Although the number of SMEs being created is expected to grow at peak volumes for the next decade, the report argues that sheer numbers alone will not necessarily propel Canada forward to remain competitive in the global marketplace.

“No matter the type, the size, or the motivation for being in business, it will be increasingly important for Canada’s entrepreneurs to think about productivity and profitability,” said Derek Holt, assistant chief economist, RBC, in a release. “This is especially the case if we are going to close the productivity gap with the U.S. We need companies to invest in physical and human capital, be more proactive in adapting to new technologies, and to think beyond borders. Unfortunately, our track record on these issues has been relatively weak.”

The RBC report notes that while SMEs in both Canada and the U.S. tend to be far less productive than larger firms, small and medium-sized firms in the U.S. have grown their productivity at a more rapid pace than their Canadian counterparts since the early 1990s — and the gap is growing.

Closing Canada’s productivity gap is vital given that Canada’s small business sector is responsible for nearly half of Canada’s economic activity. In fact, SMEs comprise the lion’s share of total employer business establishments in Canada at a whopping 99.7%. Furthermore, 65% of 10 million private sector employees are on SME payrolls, and the Organization for Economic Co-operation and Development (OECD) estimates that SMEs added roughly 43% to Canada’s private sector GDP in 2000.

In addition, Canada is much more reliant on small owner-operated businesses (with less than four employees) than is the United States and Canada has significantly fewer businesses with over 500 employees.

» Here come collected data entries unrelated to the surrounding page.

//! Natural-language query backends.
//!
//! A backend turns a sanitized query into either a free-form answer or a SQL
//! statement. Two implementations exist:
//!
//! - [`OfflineBackend`]: deterministic, templated responses with no I/O. Used
//!   whenever no API credential is configured.
//! - [`LiveBackend`]: forwards the query to an OpenAI-compatible chat
//!   completions service.
//!
//! # Invariants
//!
//! - The variant is chosen exactly once, from a [`BackendMode`], when the
//!   backend is built. A backend never changes mode afterwards.
//! - Backends hold no per-request mutable state and are shared across
//!   concurrent requests behind an `Arc`.

use std::sync::Arc;

use async_trait::async_trait;

mod live;
mod offline;

pub use live::{LiveBackend, LiveSettings};
pub use offline::OfflineBackend;

/// Unified interface over all query backends.
#[async_trait]
pub trait QueryBackend: Send + Sync {
    /// Which mode this backend was built in.
    fn mode(&self) -> BackendModeKind;

    /// Answer a natural-language query.
    async fn process_query(&self, text: &str) -> Result<String, BackendError>;

    /// Generate a SQL statement for a natural-language query.
    async fn generate_sql(&self, text: &str) -> Result<String, BackendError>;
}

/// Backend selection, resolved once at startup.
#[derive(Clone, PartialEq, Eq)]
pub enum BackendMode {
    /// No credential configured; answers are simulated.
    Offline,
    /// Credential configured; answers come from the live service.
    Live { api_key: String },
}

impl BackendMode {
    /// Pick a mode from an optional credential. Blank keys count as absent.
    #[must_use]
    pub fn from_api_key(api_key: Option<String>) -> Self {
        match api_key {
            Some(key) if !key.trim().is_empty() => Self::Live { api_key: key },
            _ => Self::Offline,
        }
    }

    #[must_use]
    pub const fn kind(&self) -> BackendModeKind {
        match self {
            Self::Offline => BackendModeKind::Offline,
            Self::Live { .. } => BackendModeKind::Live,
        }
    }
}

impl std::fmt::Debug for BackendMode {
    fn fmt(&self, f: &mut std::fmt::Formatter<'_>) -> std::fmt::Result {
        // Never print the credential.
        match self {
            Self::Offline => write!(f, "Offline"),
            Self::Live { .. } => write!(f, "Live {{ api_key: <redacted> }}"),
        }
    }
}

/// Credential-free view of a [`BackendMode`].
#[derive(Debug, Clone, Copy, PartialEq, Eq)]
pub enum BackendModeKind {
    Offline,
    Live,
}

impl std::fmt::Display for BackendModeKind {
    fn fmt(&self, f: &mut std::fmt::Formatter<'_>) -> std::fmt::Result {
        match self {
            Self::Offline => write!(f, "offline"),
            Self::Live => write!(f, "live"),
        }
    }
}

/// Build the backend for `mode`.
///
/// `settings` is only consulted for [`BackendMode::Live`].
///
/// # Errors
///
/// Returns an error if the HTTP client for the live backend cannot be built.
pub fn build(
    mode: BackendMode,
    settings: LiveSettings,
) -> Result<Arc<dyn QueryBackend>, BackendError> {
    match mode {
        BackendMode::Offline => {
            tracing::warn!("no API key configured, running in test mode");
            Ok(Arc::new(OfflineBackend))
        }
        BackendMode::Live { api_key } => {
            tracing::info!(model = %settings.model, "using live query backend");
            Ok(Arc::new(LiveBackend::new(api_key, settings)?))
        }
    }
}

/// Failure category reported by a backend.
#[derive(Debug, Clone, Copy, PartialEq, Eq)]
pub enum BackendErrorKind {
    /// The credential was missing or rejected.
    Auth,
    /// The account has run out of quota.
    QuotaExceeded,
    /// The service is throttling requests.
    RateLimited,
    /// Any other failure.
    Service,
}

impl BackendErrorKind {
    /// Whether this failure means the backend is unavailable rather than broken.
    #[must_use]
    pub const fn is_unavailable(self) -> bool {
        matches!(self, Self::Auth)
    }
}

/// Errors returned by a [`QueryBackend`].
#[derive(Debug, Clone, PartialEq, Eq)]
pub enum BackendError {
    /// Invalid or missing credential.
    Auth,
    /// Quota exhausted.
    QuotaExceeded,
    /// Rate limited.
    RateLimited,
    /// Anything else, with a user-facing message.
    Service(String),
}

impl BackendError {
    #[must_use]
    pub const fn kind(&self) -> BackendErrorKind {
        match self {
            Self::Auth => BackendErrorKind::Auth,
            Self::QuotaExceeded => BackendErrorKind::QuotaExceeded,
            Self::RateLimited => BackendErrorKind::RateLimited,
            Self::Service(_) => BackendErrorKind::Service,
        }
    }
}

impl std::fmt::Display for BackendError {
    fn fmt(&self, f: &mut std::fmt::Formatter<'_>) -> std::fmt::Result {
        match self {
            Self::Auth => write!(f, "Invalid or missing OpenAI API key"),
            Self::QuotaExceeded => write!(f, "OpenAI API quota exceeded"),
            Self::RateLimited => write!(
                f,
                "OpenAI API rate limit exceeded. Please try again later."
            ),
            Self::Service(message) => write!(f, "{message}"),
        }
    }
}

impl std::error::Error for BackendError {}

“Per capita, Canada has more SMEs and more people depending on them for their livelihoods than in the U.S., but comparatively ours don’t contribute as much to our economy,” said Holt. “This is due to many factors and all stakeholders share in the reasons, including the business community, financial institutions, all levels of governments, and labour. Looking ahead, Canada’s economy will benefit from more growth-oriented firms and stronger productivity gains at existing firms.”

“It is important to realize that this is not an exercise about picking winners and losers,” said Holt. “You’ll find star performers in all industries and in all sectors. Even some firms in traditional industries such as dairy farming, mining and crop growing achieve high-growth by adopting new technologies and focusing on being more productive.”